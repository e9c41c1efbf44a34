//! Frame draw lists
//!
//! The simulation never touches pixels. Each frame is turned into an ordered
//! list of draw commands that an external blitter executes back to front.

use glam::{UVec2, Vec2};

use crate::assets::SpriteId;
use crate::consts::{GROUND_Y, SCREEN_HEIGHT, SCREEN_WIDTH};
use crate::sim::{GamePhase, GameState};

/// A single draw operation
#[derive(Debug, Clone, Copy, PartialEq)]
pub enum DrawCommand {
    /// Sprite scaled to `size`, rotated by `rotation` degrees (counter-clockwise)
    /// and centred on `center`
    Sprite {
        sprite: SpriteId,
        center: Vec2,
        size: UVec2,
        rotation: f32,
    },
    /// Filled circle
    Circle {
        center: Vec2,
        radius: f32,
        color: [u8; 4],
    },
}

/// Ordered draw commands for one frame
#[derive(Debug, Clone, Default)]
pub struct DrawList {
    commands: Vec<DrawCommand>,
}

impl DrawList {
    pub fn new() -> Self {
        Self::default()
    }

    /// Sprite centred on `center`
    pub fn sprite(&mut self, sprite: SpriteId, center: Vec2, size: UVec2, rotation: f32) {
        self.commands.push(DrawCommand::Sprite {
            sprite,
            center,
            size,
            rotation,
        });
    }

    /// Sprite whose unrotated top-left corner is `top_left`
    pub fn sprite_at(&mut self, sprite: SpriteId, top_left: Vec2, size: UVec2, rotation: f32) {
        let center = top_left + size.as_vec2() / 2.0;
        self.sprite(sprite, center, size, rotation);
    }

    pub fn circle(&mut self, center: Vec2, radius: f32, color: [u8; 4]) {
        self.commands.push(DrawCommand::Circle {
            center,
            radius,
            color,
        });
    }

    pub fn commands(&self) -> &[DrawCommand] {
        &self.commands
    }

    pub fn len(&self) -> usize {
        self.commands.len()
    }

    pub fn is_empty(&self) -> bool {
        self.commands.is_empty()
    }

    pub fn clear(&mut self) {
        self.commands.clear();
    }
}

/// Pixel dimensions of every sprite, indexed by `SpriteId`
#[derive(Debug, Clone, PartialEq)]
pub struct SpriteSizes {
    sizes: [UVec2; SpriteId::COUNT],
}

impl SpriteSizes {
    /// Dimensions of the stock sprite set
    ///
    /// Ground animal art has no stock size; 100x100 stands in until real
    /// sprites are loaded.
    pub fn nominal() -> Self {
        let mut sizes = [UVec2::ZERO; SpriteId::COUNT];
        for id in SpriteId::all() {
            sizes[id.index()] = match id {
                SpriteId::Background => UVec2::new(288, 512),
                SpriteId::Base => UVec2::new(336, 112),
                SpriteId::Digit(1) => UVec2::new(16, 36),
                SpriteId::Digit(_) => UVec2::new(24, 36),
                SpriteId::Message => UVec2::new(184, 267),
                SpriteId::GameOver => UVec2::new(192, 42),
                SpriteId::Bird(_) => UVec2::new(34, 24),
                SpriteId::PipeUpper | SpriteId::PipeLower => UVec2::new(52, 320),
                SpriteId::Animal(_) => UVec2::new(100, 100),
            };
        }
        Self { sizes }
    }

    pub fn get(&self, id: SpriteId) -> UVec2 {
        self.sizes[id.index()]
    }

    pub fn set(&mut self, id: SpriteId, size: UVec2) {
        self.sizes[id.index()] = size;
    }

    pub fn with(mut self, id: SpriteId, size: UVec2) -> Self {
        self.set(id, size);
        self
    }
}

impl Default for SpriteSizes {
    fn default() -> Self {
        Self::nominal()
    }
}

/// Build the full frame, back to front
pub fn render_frame(state: &GameState, sizes: &SpriteSizes) -> DrawList {
    let mut list = DrawList::new();

    if state.settings.background.is_some() {
        list.sprite_at(SpriteId::Background, Vec2::ZERO, sizes.get(SpriteId::Background), 0.0);
    }

    state.pipes.draw(sizes, &mut list);
    list.sprite_at(
        SpriteId::Base,
        Vec2::new(state.ground_x, GROUND_Y),
        sizes.get(SpriteId::Base),
        0.0,
    );
    state.animals.draw(sizes, &mut list);
    state.snow.draw(&mut list);
    state.followers.draw(sizes, &mut list);
    state.player.draw(sizes, &mut list);

    match state.phase {
        GamePhase::Ready => {
            let size = sizes.get(SpriteId::Message);
            let x = ((SCREEN_WIDTH - size.x as f32) / 2.0).trunc();
            let y = (SCREEN_HEIGHT * 0.12).trunc();
            list.sprite_at(SpriteId::Message, Vec2::new(x, y), size, 0.0);
        }
        GamePhase::Playing => draw_score(state.score, sizes, &mut list),
        GamePhase::GameOver => {
            draw_score(state.score, sizes, &mut list);
            let size = sizes.get(SpriteId::GameOver);
            let x = ((SCREEN_WIDTH - size.x as f32) / 2.0).trunc();
            let y = (SCREEN_HEIGHT * 0.2).trunc();
            list.sprite_at(SpriteId::GameOver, Vec2::new(x, y), size, 0.0);
        }
    }

    list
}

/// Score digits centred horizontally near the top of the screen
fn draw_score(score: u32, sizes: &SpriteSizes, list: &mut DrawList) {
    let digits: Vec<SpriteId> = score
        .to_string()
        .bytes()
        .map(|b| SpriteId::Digit(b - b'0'))
        .collect();
    let total_width: u32 = digits.iter().map(|&d| sizes.get(d).x).sum();

    let mut x = (SCREEN_WIDTH - total_width as f32) / 2.0;
    let y = SCREEN_HEIGHT * 0.1;
    for digit in digits {
        let size = sizes.get(digit);
        list.sprite_at(digit, Vec2::new(x, y), size, 0.0);
        x += size.x as f32;
    }
}
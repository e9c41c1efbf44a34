//! High score leaderboard system
//!
//! Persisted as JSON, tracks top 10 scores.

use std::io;
use std::path::Path;

use serde::{Deserialize, Serialize};

/// Maximum number of high scores to keep
pub const MAX_HIGH_SCORES: usize = 10;

/// A single high score entry
#[derive(Debug, Clone, PartialEq, Eq, Serialize, Deserialize)]
pub struct HighScoreEntry {
    /// Pipes passed
    pub score: u32,
    /// Frames survived
    pub frames: u64,
    /// Session seed, replays the same pipe layout
    pub seed: u64,
}

/// High score leaderboard
#[derive(Debug, Clone, PartialEq, Serialize, Deserialize, Default)]
pub struct HighScores {
    pub entries: Vec<HighScoreEntry>,
}

impl HighScores {
    /// Create empty leaderboard
    pub fn new() -> Self {
        Self {
            entries: Vec::new(),
        }
    }

    /// Check if a score qualifies for the leaderboard
    pub fn qualifies(&self, score: u32) -> bool {
        if score == 0 {
            return false;
        }
        if self.entries.len() < MAX_HIGH_SCORES {
            return true;
        }
        self.entries.last().map(|e| score > e.score).unwrap_or(true)
    }

    /// Add a new score to the leaderboard (if it qualifies)
    /// Returns the rank achieved (1-indexed) or None if didn't qualify
    pub fn add_score(&mut self, score: u32, frames: u64, seed: u64) -> Option<usize> {
        if !self.qualifies(score) {
            return None;
        }

        let entry = HighScoreEntry {
            score,
            frames,
            seed,
        };

        // Sorted descending; ties keep the older entry first
        let pos = self.entries.iter().position(|e| score > e.score);
        let rank = match pos {
            Some(i) => {
                self.entries.insert(i, entry);
                i + 1
            }
            None => {
                self.entries.push(entry);
                self.entries.len()
            }
        };

        self.entries.truncate(MAX_HIGH_SCORES);

        Some(rank)
    }

    pub fn is_empty(&self) -> bool {
        self.entries.is_empty()
    }

    /// Get the top score (if any)
    pub fn top_score(&self) -> Option<u32> {
        self.entries.first().map(|e| e.score)
    }

    /// Load high scores from a JSON file; a missing or unreadable file
    /// starts a fresh table
    pub fn load(path: &Path) -> Self {
        let scores = std::fs::read_to_string(path)
            .ok()
            .and_then(|json| serde_json::from_str::<HighScores>(&json).ok());

        match scores {
            Some(mut scores) => {
                scores.entries.truncate(MAX_HIGH_SCORES);
                log::info!("Loaded {} high scores", scores.entries.len());
                scores
            }
            None => {
                log::info!("No high scores found, starting fresh");
                Self::new()
            }
        }
    }

    pub fn save(&self, path: &Path) -> io::Result<()> {
        let json = serde_json::to_string_pretty(self).map_err(io::Error::other)?;
        std::fs::write(path, json)?;
        log::info!("High scores saved ({} entries)", self.entries.len());
        Ok(())
    }
}
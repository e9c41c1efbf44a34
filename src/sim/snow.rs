//! Snowfall particle effect
//!
//! Decorative only. Flakes fall at their own speed with a one-pixel lateral
//! jitter and are recycled at the top once they leave the bottom.

use glam::Vec2;
use rand::Rng;

use crate::renderer::DrawList;

/// Flake colour (RGBA)
pub const SNOW_COLOR: [u8; 4] = [255, 255, 255, 255];

/// A single snowflake
#[derive(Debug, Clone, PartialEq)]
pub struct Snowflake {
    pub pos: Vec2,
    speed: f32,
    size: u32,
}

impl Snowflake {
    /// Pixels fallen per frame
    pub fn speed(&self) -> f32 {
        self.speed
    }

    /// Circle radius in pixels
    pub fn size(&self) -> u32 {
        self.size
    }
}

/// Screen-wide snowfall
#[derive(Debug, Clone)]
pub struct SnowfallEffect {
    flakes: Vec<Snowflake>,
    screen_width: f32,
    screen_height: f32,
}

impl SnowfallEffect {
    pub fn new<R: Rng>(screen_width: f32, screen_height: f32, count: usize, rng: &mut R) -> Self {
        let width = (screen_width as i32).max(1);
        let height = screen_height as i32;
        let flakes = (0..count)
            .map(|_| Snowflake {
                pos: Vec2::new(
                    rng.random_range(0..width) as f32,
                    rng.random_range(-50..height.max(-49)) as f32,
                ),
                speed: rng.random_range(1..4) as f32,
                size: rng.random_range(1..3),
            })
            .collect();
        Self {
            flakes,
            screen_width,
            screen_height,
        }
    }

    /// Advance every flake by one frame
    pub fn update<R: Rng>(&mut self, rng: &mut R) {
        let width = (self.screen_width as i32).max(1);
        for flake in &mut self.flakes {
            flake.pos.y += flake.speed;
            flake.pos.x += rng.random_range(-1..2) as f32;

            if flake.pos.y > self.screen_height {
                flake.pos.y = rng.random_range(-50..-10) as f32;
                flake.pos.x = rng.random_range(0..width) as f32;
            }

            if flake.pos.x < 0.0 {
                flake.pos.x = self.screen_width;
            } else if flake.pos.x > self.screen_width {
                flake.pos.x = 0.0;
            }
        }
    }

    pub fn flakes(&self) -> &[Snowflake] {
        &self.flakes
    }

    pub fn flakes_mut(&mut self) -> &mut [Snowflake] {
        &mut self.flakes
    }

    pub fn draw(&self, list: &mut DrawList) {
        for flake in &self.flakes {
            let center = Vec2::new(flake.pos.x.trunc(), flake.pos.y.trunc());
            list.circle(center, flake.size as f32, SNOW_COLOR);
        }
    }
}

#[cfg(test)]
mod tests {
    use super::*;
    use crate::consts::{SCREEN_HEIGHT, SCREEN_WIDTH};
    use crate::renderer::DrawCommand;
    use rand::SeedableRng;
    use rand_pcg::Pcg32;

    fn effect(count: usize, seed: u64) -> (SnowfallEffect, Pcg32) {
        let mut rng = Pcg32::seed_from_u64(seed);
        let snow = SnowfallEffect::new(SCREEN_WIDTH, SCREEN_HEIGHT, count, &mut rng);
        (snow, rng)
    }

    #[test]
    fn test_initial_ranges() {
        let (snow, _) = effect(500, 3);
        assert_eq!(snow.flakes().len(), 500);
        for flake in snow.flakes() {
            assert!(flake.pos.x >= 0.0 && flake.pos.x < SCREEN_WIDTH);
            assert!(flake.pos.y >= -50.0 && flake.pos.y < SCREEN_HEIGHT);
            assert!((1.0..=3.0).contains(&flake.speed()));
            assert!((1..=2).contains(&flake.size()));
        }
    }

    #[test]
    fn test_fall_and_jitter() {
        let (mut snow, mut rng) = effect(1, 5);
        snow.flakes_mut()[0].pos = Vec2::new(100.0, 10.0);
        let speed = snow.flakes()[0].speed();
        snow.update(&mut rng);

        let flake = &snow.flakes()[0];
        assert_eq!(flake.pos.y, 10.0 + speed);
        assert!((flake.pos.x - 100.0).abs() <= 1.0);
    }

    #[test]
    fn test_respawn_above_screen() {
        let (mut snow, mut rng) = effect(20, 9);
        for _ in 0..50 {
            for flake in snow.flakes_mut() {
                flake.pos.y = SCREEN_HEIGHT;
            }
            snow.update(&mut rng);
            for flake in snow.flakes() {
                assert!(flake.pos.y >= -50.0 && flake.pos.y < -10.0);
                assert!(flake.pos.x >= 0.0 && flake.pos.x <= SCREEN_WIDTH);
            }
        }
    }

    #[test]
    fn test_horizontal_wrap_to_opposite_edge() {
        let (mut snow, mut rng) = effect(1, 11);
        for _ in 0..200 {
            snow.flakes_mut()[0].pos = Vec2::new(0.0, 100.0);
            snow.update(&mut rng);
            let x = snow.flakes()[0].pos.x;
            // A step left from 0 lands on the right edge
            assert!(x == 0.0 || x == 1.0 || x == SCREEN_WIDTH);

            snow.flakes_mut()[0].pos = Vec2::new(SCREEN_WIDTH, 100.0);
            snow.update(&mut rng);
            let x = snow.flakes()[0].pos.x;
            assert!(x == 0.0 || x == SCREEN_WIDTH - 1.0 || x == SCREEN_WIDTH);
        }
    }

    #[test]
    fn test_draw_circles() {
        let (snow, _) = effect(3, 1);
        let mut list = DrawList::new();
        snow.draw(&mut list);
        assert_eq!(list.len(), 3);
        assert!(
            list.commands()
                .iter()
                .all(|c| matches!(c, DrawCommand::Circle { color, .. } if *color == SNOW_COLOR))
        );
    }
}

**What the task requires**:
Look above for the line holding "let y = (SCREEN_HEIGHT * 0.12).trunc();". Print it and every line after it, exactly, through the line holding "let size = sizes.get(SpriteId::GameOver);".

**Exercise response**:
            let y = (SCREEN_HEIGHT * 0.12).trunc();
            list.sprite_at(SpriteId::Message, Vec2::new(x, y), size, 0.0);
        }
        GamePhase::Playing => draw_score(state.score, sizes, &mut list),
        GamePhase::GameOver => {
            draw_score(state.score, sizes, &mut list);
            let size = sizes.get(SpriteId::GameOver);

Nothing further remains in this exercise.